ندری

Decreasing the bank interest rate causes increment in the demand for other markets.

Tehran, March 08 (SENA) – Kamran Nadri, a bank expert, uttered in an interview with SENA mentioning the decrement of bank interest rate that in a short period less than a week, the bank interest rate overlapped the Central Bank’s limit and got fixed in a range of 19 and 20.

He added: The Central Bank is also under pressure but it has no intention to increase the bank interest rate so far; this is the amount of money that banks should pay for the lack of their wealth so the banks would appreciate the decrease of it.

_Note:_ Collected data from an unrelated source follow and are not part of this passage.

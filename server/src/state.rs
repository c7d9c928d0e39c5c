use std::sync::Arc;

use crate::config::{OidcConfig, ServerConfig};
use crate::flow::OidcFlow;

#[derive(Clone)]
pub struct AppState {
    pub flow: Arc<OidcFlow>,
    pub server: ServerConfig,
}

impl AppState {
    /// Reads configuration and performs the one-time provider discovery
    pub async fn from_env() -> color_eyre::Result<Self> {
        let server = ServerConfig::from_env()?;
        let oidc = OidcConfig::from_env()?;

        tracing::info!(
            provider_url = %oidc.provider_url,
            client_id = %oidc.client_id,
            redirect_uri = %oidc.redirect_uri,
            "Loaded OIDC configuration"
        );

        let flow = OidcFlow::discover(oidc).await?;

        Ok(Self::new(flow, server))
    }

    pub fn new(flow: OidcFlow, server: ServerConfig) -> Self {
        Self {
            flow: Arc::new(flow),
            server,
        }
    }

    /// Origins allowed to call the API from a browser
    pub fn allowed_origins(&self) -> Vec<String> {
        let mut origins = vec![self.server.frontend_origin.clone()];
        for local in ["http://localhost:3000", "http://127.0.0.1:3000"] {
            if !origins.iter().any(|origin| origin == local) {
                origins.push(local.to_string());
            }
        }
        origins
    }
}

This bank expert stated: As long as the banks are seeking a cheaper investment, they are putting the Central Bank under pressure to stabilize or decrease this rate.

Nadri, answering the question of the influence of bank interest rate on the parallel markets, cited: Definitely, by the reduction of this rate, the expenses of supplying wealth and resources for the banks would be lower; therefore, every investment would be interesting and the bank would enter fields of buying stocks, assets etc. with the power of making money.

He continued: The drop of interest rate would increase the demands in all markets and maybe we would observe the first impression of it in bourse, after that the other markets and finally the economy itself.

This bank expert noted that the advantage of the decrease of interest rate would include all markets and its activists and its damage would comprehend the whole country; because it results in making money and recreating inflation.